//! Error types for lua-weld
//!
//! Only conditions that abort a run live here. Unsupported argument and
//! return types are not errors unless strict mode is enabled; they are
//! reported as [`Degradation`](crate::codegen::Degradation) diagnostics.

use std::path::PathBuf;
use thiserror::Error;

/// Result type for lua-weld operations
pub type WeldResult<T> = Result<T, WeldError>;

/// Main error type for lua-weld
#[derive(Debug, Error)]
pub enum WeldError {
    /// IO error while reading or writing a specific file
    #[error("IO error on {}: {source}", .path.display())]
    Io {
        path: PathBuf,
        #[source]
        source: std::io::Error,
    },

    /// A declaration or resource source does not exist
    #[error("Source not found: {}", .0.display())]
    SourceNotFound(PathBuf),

    /// Output path not configured
    #[error("Output path not set: {0}")]
    OutputPathNotSet(&'static str),

    /// Configuration file could not be parsed
    #[error("Configuration error in {}: {message}", .path.display())]
    Config { path: PathBuf, message: String },

    /// Environment variable not set
    #[error("Environment variable not set: {0}")]
    EnvVarMissing(String),

    /// A marshaling template is missing its placeholder
    #[error("Invalid {kind} template for `{type_name}`: expected a `{placeholder}` placeholder")]
    InvalidTemplate {
        kind: &'static str,
        type_name: String,
        placeholder: &'static str,
    },

    /// Strict mode rejected a type the registry cannot marshal
    #[error("Unsupported type `{type_name}` in {owner}::{member} ({position})")]
    Unsupported {
        owner: String,
        member: String,
        type_name: String,
        position: String,
    },
}

impl WeldError {
    /// Wrap an IO error with the path it occurred on
    pub fn io(path: impl Into<PathBuf>, source: std::io::Error) -> Self {
        WeldError::Io {
            path: path.into(),
            source,
        }
    }

    /// Create a configuration error
    pub fn config(path: impl Into<PathBuf>, message: impl Into<String>) -> Self {
        WeldError::Config {
            path: path.into(),
            message: message.into(),
        }
    }

    /// Read a file to a string, mapping a missing file to `SourceNotFound`
    pub(crate) fn read_source(path: &std::path::Path) -> WeldResult<String> {
        std::fs::read_to_string(path).map_err(|e| Self::from_read(path, e))
    }

    /// Read a file to bytes, mapping a missing file to `SourceNotFound`
    pub(crate) fn read_source_bytes(path: &std::path::Path) -> WeldResult<Vec<u8>> {
        std::fs::read(path).map_err(|e| Self::from_read(path, e))
    }

    fn from_read(path: &std::path::Path, e: std::io::Error) -> Self {
        if e.kind() == std::io::ErrorKind::NotFound {
            WeldError::SourceNotFound(path.to_path_buf())
        } else {
            WeldError::io(path, e)
        }
    }
}
//! Pixel Invaders - simulation core for a fixed-formation arcade shooter
//!
//! Core modules:
//! - `sim`: Deterministic simulation (swarm, barriers, collisions, game state)
//! - `session`: Fixed-step frame driver around the simulation
//! - `input`: Logical actions polled from the platform each frame
//! - `highscores`: Single high score persistence
//! - `settings`: Difficulty presets and persisted preferences

pub mod highscores;
pub mod input;
pub mod session;
pub mod settings;
pub mod sim;

pub use highscores::{FileStore, HighScoreStore, MemoryStore};
pub use input::{Action, InputSource, TickInput};
pub use session::Session;
pub use settings::{Difficulty, DifficultyMultipliers, Settings};

/// Game configuration constants
///
/// All distances are in playfield units (the fixed 224x256 internal
/// resolution), all durations in milliseconds.
pub mod consts {
    /// Playfield dimensions
    pub const PLAYFIELD_WIDTH: f32 = 224.0;
    pub const PLAYFIELD_HEIGHT: f32 = 256.0;

    /// Fixed simulation timestep (60 Hz)
    pub const SIM_DT_MS: f32 = 1000.0 / 60.0;
    /// Maximum substeps per frame to prevent spiral of death
    pub const MAX_SUBSTEPS: u32 = 8;
    /// Frame deltas above this are clamped (tab suspension, debugger stops)
    pub const MAX_FRAME_MS: f32 = 100.0;

    /// Player defaults
    pub const PLAYER_WIDTH: f32 = 13.0;
    pub const PLAYER_HEIGHT: f32 = 8.0;
    pub const PLAYER_START_X: f32 = PLAYFIELD_WIDTH / 2.0;
    pub const PLAYER_START_Y: f32 = PLAYFIELD_HEIGHT - 20.0;
    /// Horizontal speed (units per second)
    pub const PLAYER_SPEED: f32 = 100.0;
    pub const PLAYER_START_LIVES: u8 = 3;
    pub const PLAYER_FIRE_COOLDOWN_MS: f32 = 500.0;
    pub const PLAYER_INVULNERABLE_MS: f32 = 2000.0;

    /// Bullets (shared shape for both sides)
    pub const BULLET_WIDTH: f32 = 1.0;
    pub const BULLET_HEIGHT: f32 = 4.0;
    pub const PLAYER_BULLET_SPEED: f32 = 300.0;
    pub const INVADER_BULLET_SPEED: f32 = 120.0;

    /// Invader grid
    pub const SWARM_ROWS: usize = 5;
    pub const SWARM_COLS: usize = 11;
    pub const INVADER_WIDTH: f32 = 8.0;
    pub const INVADER_HEIGHT: f32 = 8.0;
    pub const SWARM_ORIGIN_X: f32 = 30.0;
    pub const SWARM_ORIGIN_Y: f32 = 50.0;
    pub const SWARM_PITCH_X: f32 = 12.0;
    pub const SWARM_PITCH_Y: f32 = 12.0;
    pub const SWARM_STEP_X: f32 = 8.0;
    pub const SWARM_DROP_Y: f32 = 16.0;
    /// Move interval with a full grid alive
    pub const SWARM_BASE_MOVE_MS: f32 = 1000.0;
    pub const SWARM_BASE_SHOOT_MS: f32 = 1000.0;

    /// Bonus target
    pub const UFO_WIDTH: f32 = 16.0;
    pub const UFO_HEIGHT: f32 = 8.0;
    pub const UFO_Y: f32 = 30.0;
    pub const UFO_SPEED: f32 = 50.0;
    pub const UFO_SPAWN_MIN_MS: f32 = 15_000.0;
    pub const UFO_SPAWN_MAX_MS: f32 = 30_000.0;
    pub const UFO_REWARDS: [u32; 4] = [50, 100, 150, 300];

    /// Barriers
    pub const BARRIER_COUNT: usize = 4;
    pub const BARRIER_WIDTH: usize = 24;
    pub const BARRIER_HEIGHT: usize = 18;
    pub const BARRIER_GAP: f32 = 40.0;
    pub const BARRIER_Y: f32 = PLAYFIELD_HEIGHT - 60.0;
    /// Chebyshev radius cleared around a projectile impact
    pub const BARRIER_DAMAGE_RADIUS: i32 = 2;

    /// Effects
    pub const EXPLOSION_WIDTH: f32 = 13.0;
    pub const EXPLOSION_HEIGHT: f32 = 8.0;
    pub const EXPLOSION_FRAME_MS: f32 = 100.0;
    pub const EXPLOSION_FRAMES: u8 = 3;
    pub const POPUP_DURATION_MS: f32 = 1000.0;
}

## WHAT NEEDS TO BE DONE
From the first line above through the line that contains "use thiserror::Error;", quote each line exactly. Output nothing more.

## ANSWER SPACE
//! Error types for lua-weld
//!
//! Only conditions that abort a run live here. Unsupported argument and
//! return types are not errors unless strict mode is enabled; they are
//! reported as [`Degradation`](crate::codegen::Degradation) diagnostics.

use std::path::PathBuf;
use thiserror::Error;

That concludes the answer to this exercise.